Gleichstellungspolitik war von Anfang an umstritten, nicht nur bei Frauenfeinden, die ihre männlichen Privilegien sichern wollten. Sondern auch unter Feministinnen.
Denn es stellen sich dabei einige grundsätzliche Fragen, nämlich gerade solche nach der Selbstbestimmung. Gesetze legen die Grenzen und Rahmenbedingungen dessen fest, was die Einzelnen machen dürfen oder nicht machen dürfen. Es gibt feste und demokratisch legitimierte Verfahren darüber, wie sie zustande kommen.

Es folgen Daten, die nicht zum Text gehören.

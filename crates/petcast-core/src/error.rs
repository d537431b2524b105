//! Error types for PetCast

use thiserror::Error;

/// The main error type for PetCast operations
#[derive(Debug, Error)]
pub enum PetcastError {
    #[error("Missing input: {0}")]
    MissingInput(String),

    #[error("No provider credential: {0}")]
    NoCredential(String),

    #[error("Provider rejected request: {0}")]
    ProviderRejected(String),

    #[error("Transient provider error: {0}")]
    TransientProvider(String),

    #[error("Generation failed: {0}")]
    GenerationFailed(String),

    #[error("Task not found: {0}")]
    TaskNotFound(String),

    #[error("Registry error: {0}")]
    RegistryError(String),

    #[error("Invalid source: {0}")]
    InvalidSource(String),

    #[error("Fetch failed: {0}")]
    FetchFailed(String),

    #[error("Decode error: {0}")]
    DecodeError(String),

    #[error("Transcode error: {0}")]
    TranscodeError(String),

    #[error("Encode error: {0}")]
    EncodeError(String),

    #[error("Notification error: {0}")]
    NotifyError(String),

    #[error("Config error: {0}")]
    ConfigError(String),

    #[error("IO error: {0}")]
    IoError(#[from] std::io::Error),

    #[error("TOML parse error: {0}")]
    TomlParseError(String),

    #[error("TOML serialization error: {0}")]
    TomlSerError(String),
}

impl PetcastError {
    /// Whether the error is a temporary provider/network condition that a
    /// later attempt may not hit
    pub fn is_transient(&self) -> bool {
        matches!(self, PetcastError::TransientProvider(_))
    }

    /// Whether the caller sent something unusable (maps to a 4xx)
    pub fn is_client_error(&self) -> bool {
        matches!(
            self,
            PetcastError::MissingInput(_) | PetcastError::InvalidSource(_)
        )
    }
}

/// Result type alias for PetCast operations
pub type Result<T> = std::result::Result<T, PetcastError>;

impl From<toml::de::Error> for PetcastError {
    fn from(err: toml::de::Error) -> Self {
        PetcastError::TomlParseError(err.to_string())
    }
}

impl From<toml::ser::Error> for PetcastError {
    fn from(err: toml::ser::Error) -> Self {
        PetcastError::TomlSerError(err.to_string())
    }
}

Wer legt aber fest, was darüber hinaus erwünschtes und was unerwünschtes Verhalten ist?
Klar ist: Man kann die kulturellen Veränderungen im Geschlechterverhältnis, die wir uns mit Aktionen wie #aufschrei oder #metoo wünschen, nicht gesetzlich einführen, denn sie spielen schon rein logisch eben auf einer anderen Ebene. Man kann Leute wegen Vergewaltigung vor Gericht stellen, aber nicht für Busenwitze. Trotzdem wollen wir keine Busenwitze mehr haben. Worum es an dieser Stelle geht, das ist die Frage nach kulturellen Konflikten und Differenzen, die unterhalb der Schwelle dessen abspielen, was sich durch Gesetze oder institutionalisierte Verfahrensweisen erreichen lässt.

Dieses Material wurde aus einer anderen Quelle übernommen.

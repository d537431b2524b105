//! PetCast Gen - image-to-3D generation task manager
//!
//! Submits customer photos to an image-to-3D provider (Meshy), tracks the
//! resulting tasks, resubmits failed generations and tells the customer
//! when a model is ready.

pub mod image_input;
pub mod manager;
pub mod notify;
pub mod provider;
pub mod providers;
pub mod registry;
pub mod task;

pub use image_input::{validate_contact_address, ImagePayload};
pub use manager::{PollReport, PollStatus, SubmitOutcome, TaskManager};
pub use notify::{Notifier, NotifyOutcome, ReadyNotification};
pub use provider::{CreateOptions, ImageTo3dProvider, ProviderStatus, ProviderTaskStatus};
pub use registry::{InMemoryTaskRegistry, TaskRepository};
pub use task::{GenerationTask, TaskStatus, DEMO_TASK_ID};
//! Task registry
//!
//! The registry is the only shared mutable state of the task manager. It is
//! volatile: every record is lost when the process exits. A durable store can
//! replace `InMemoryTaskRegistry` by implementing `TaskRepository`.

use petcast_core::{PetcastError, Result};
use std::collections::HashMap;
use std::sync::{Mutex, MutexGuard};

use crate::task::GenerationTask;

/// Keyed storage for generation tasks with optimistic concurrency
pub trait TaskRepository: Send + Sync {
    /// Fetch a snapshot of a task
    fn get(&self, task_id: &str) -> Result<Option<GenerationTask>>;

    /// Store a new task, replacing any record with the same id
    fn insert(&self, task: GenerationTask) -> Result<()>;

    /// Store `task` only if the stored record still has `expected_revision`.
    /// On success the stored copy carries `expected_revision + 1`.
    fn compare_and_swap(&self, expected_revision: u64, task: GenerationTask) -> Result<bool>;

    /// Number of tracked tasks
    fn len(&self) -> Result<usize>;

    fn is_empty(&self) -> Result<bool> {
        Ok(self.len()? == 0)
    }
}

/// Process-local task registry
#[derive(Default)]
pub struct InMemoryTaskRegistry {
    tasks: Mutex<HashMap<String, GenerationTask>>,
}

impl InMemoryTaskRegistry {
    pub fn new() -> Self {
        Self::default()
    }

    fn lock(&self) -> Result<MutexGuard<'_, HashMap<String, GenerationTask>>> {
        self.tasks
            .lock()
            .map_err(|_| PetcastError::RegistryError("task registry lock poisoned".to_string()))
    }
}

impl TaskRepository for InMemoryTaskRegistry {
    fn get(&self, task_id: &str) -> Result<Option<GenerationTask>> {
        Ok(self.lock()?.get(task_id).cloned())
    }

    fn insert(&self, mut task: GenerationTask) -> Result<()> {
        task.revision = 0;
        self.lock()?.insert(task.task_id.clone(), task);
        Ok(())
    }

    fn compare_and_swap(&self, expected_revision: u64, mut task: GenerationTask) -> Result<bool> {
        let mut tasks = self.lock()?;
        let current = tasks
            .get_mut(&task.task_id)
            .ok_or_else(|| PetcastError::TaskNotFound(task.task_id.clone()))?;
        if current.revision != expected_revision {
            return Ok(false);
        }
        task.revision = expected_revision + 1;
        *current = task;
        Ok(true)
    }

    fn len(&self) -> Result<usize> {
        Ok(self.lock()?.len())
    }
}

Dies betrifft nicht nur die Veränderungen, die die Frauenbewegung bezüglich der klassischen Geschlechterkultur anregt. Die Frage der Aushandlung gesellschaftlicher Differenzen steht geradezu im Zentrum aller gegenwärtigen politischen Themen. Auch der allergrößte Teil der Konflikte, die sich zum Beispiel aus Zuwanderung nach Deutschland ergeben, spielt sich weit unterhalb der gesetzlich relevanten Ebene ab. Auch hier gilt, dass Gleichheit, die in Bezug auf Rechte so zentral ist, nicht das richtige Kriterium ist.
Gleichheit ist nur eine Idee, sie kommt in der Realität nicht vor. Was in der Realität vorkommt, sind Differenzen und Unterschiede. Die Probleme unserer Gesellschaft lösen werden nicht diejenigen, die die schönsten Gleichheitskonzepte haben, sondern diejenigen, die Wege finden, mit der Ungleichheit umzugehen. Das hat die italienische Differenzfeministin Luisa Muraro vor zwanzig Jahren gesagt, heute ist das noch viel aktueller geworden.

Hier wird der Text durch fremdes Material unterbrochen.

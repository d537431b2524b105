//! Generation task records
//!
//! A task is keyed by the id the caller sees. The provider-side id it
//! currently tracks can change underneath when a failed generation is
//! resubmitted. Records are only changed through the transition methods
//! below, which keep `result_asset_url` and `error_message` consistent with
//! `status`.

use serde::{Deserialize, Serialize};
use std::fmt;

use crate::image_input::ImagePayload;

/// Sentinel task id handed out in demo mode
pub const DEMO_TASK_ID: &str = "demo";

/// Placeholder model reference returned for the demo task
pub const DEMO_MODEL_URL: &str = "demo";

/// Status of a generation task
#[derive(Debug, Clone, Copy, PartialEq, Eq, Serialize, Deserialize)]
#[serde(rename_all = "SCREAMING_SNAKE_CASE")]
pub enum TaskStatus {
    Submitted,
    InProgress,
    Retrying,
    Succeeded,
    Failed,
}

impl TaskStatus {
    pub fn is_terminal(self) -> bool {
        matches!(self, TaskStatus::Succeeded | TaskStatus::Failed)
    }
}

impl fmt::Display for TaskStatus {
    fn fmt(&self, f: &mut fmt::Formatter<'_>) -> fmt::Result {
        let s = match self {
            TaskStatus::Submitted => "SUBMITTED",
            TaskStatus::InProgress => "IN_PROGRESS",
            TaskStatus::Retrying => "RETRYING",
            TaskStatus::Succeeded => "SUCCEEDED",
            TaskStatus::Failed => "FAILED",
        };
        write!(f, "{}", s)
    }
}

/// A tracked generation task
#[derive(Debug, Clone)]
pub struct GenerationTask {
    /// Caller-visible id (the first provider id)
    pub task_id: String,
    /// Provider id currently being tracked
    pub provider_task_id: String,
    pub status: TaskStatus,
    /// Kept only while resubmission is possible
    pub source_image: Option<ImagePayload>,
    pub contact: Option<String>,
    pub retry_count: u32,
    /// Progress percentage (0-100)
    pub progress: u8,
    pub result_asset_url: Option<String>,
    pub error_message: Option<String>,
    pub consecutive_transient_failures: u32,
    /// RFC 3339 timestamp when submitted
    pub submitted_at: String,
    pub updated_at: String,
    /// Bumped by the registry on every stored update
    pub revision: u64,
}

impl GenerationTask {
    /// Create a freshly submitted task
    pub fn new(
        provider_task_id: &str,
        source_image: Option<ImagePayload>,
        contact: Option<String>,
    ) -> Self {
        let now = now_rfc3339();
        Self {
            task_id: provider_task_id.to_string(),
            provider_task_id: provider_task_id.to_string(),
            status: TaskStatus::Submitted,
            source_image,
            contact,
            retry_count: 0,
            progress: 0,
            result_asset_url: None,
            error_message: None,
            consecutive_transient_failures: 0,
            submitted_at: now.clone(),
            updated_at: now,
            revision: 0,
        }
    }

    /// Provider reported progress
    pub fn progressed(&self, progress: u8) -> Self {
        let mut next = self.touched();
        next.status = TaskStatus::InProgress;
        next.progress = progress.min(100);
        next.consecutive_transient_failures = 0;
        next
    }

    /// Provider could not be reached for this poll
    pub fn transient_failure(&self) -> Self {
        let mut next = self.touched();
        next.consecutive_transient_failures = self.consecutive_transient_failures.saturating_add(1);
        next
    }

    /// A resubmission has been claimed by one poll
    pub fn retrying(&self) -> Self {
        let mut next = self.touched();
        next.status = TaskStatus::Retrying;
        next.progress = 0;
        next.consecutive_transient_failures = 0;
        next
    }

    /// The claimed resubmission finished; `new_provider_id` is `None` when
    /// the provider refused it and the old id stays tracked
    pub fn retried(&self, new_provider_id: Option<String>) -> Self {
        let mut next = self.touched();
        if let Some(id) = new_provider_id {
            next.provider_task_id = id;
        }
        next.status = TaskStatus::InProgress;
        next.retry_count = self.retry_count + 1;
        next.progress = 0;
        next
    }

    /// `url` is `None` when the provider offered no preferred format
    pub fn succeeded(&self, url: Option<String>) -> Self {
        let mut next = self.touched();
        next.status = TaskStatus::Succeeded;
        next.progress = 100;
        next.result_asset_url = url;
        next.error_message = None;
        next.source_image = None;
        next
    }

    pub fn failed(&self, message: String) -> Self {
        let mut next = self.touched();
        next.status = TaskStatus::Failed;
        next.result_asset_url = None;
        next.error_message = Some(message);
        next.source_image = None;
        next
    }

    /// Whether a provider failure can still be answered with a resubmission
    pub fn can_retry(&self, max_retries: u32) -> bool {
        self.source_image.is_some() && self.retry_count < max_retries
    }

    fn touched(&self) -> Self {
        let mut next = self.clone();
        next.updated_at = now_rfc3339();
        next
    }
}

fn now_rfc3339() -> String {
    chrono::Utc::now().to_rfc3339_opts(chrono::SecondsFormat::Secs, true)
}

Gerade auch für die Frauenbewegung. Denn die Unterschiedlichkeiten bei Frauen werden immer sichtbarer, und zwar auch die Differenzen zwischen Feministinnen. Das liegt auch daran, dass sich marginalisierte Stimmen heute mehr und selbstbewusster zu Wort melden können, was nicht nur, aber auch am Internet liegt. Musliminnen widersprechen heute hörbar, wenn gesagt wird, dass religiöse Kopftücher immer und unweigerlich ein Anzeichen für Frauenunterdrückung sind. Sexarbeiterinnen widersprechen, wenn gesagt wird, dass Prostitution immer und ausschließlich ein ausbeuterisches Gewerbe ist. Hausfrauen widersprechen, wenn gesagt wird, dass Frauenemanzipation nur über Erwerbsarbeit möglich wäre. Transfrauen widersprechen, wenn gesagt wird, dass Menschen, die männlich sozialisiert sind oder einen Penis haben, keine Frauen sein könnten.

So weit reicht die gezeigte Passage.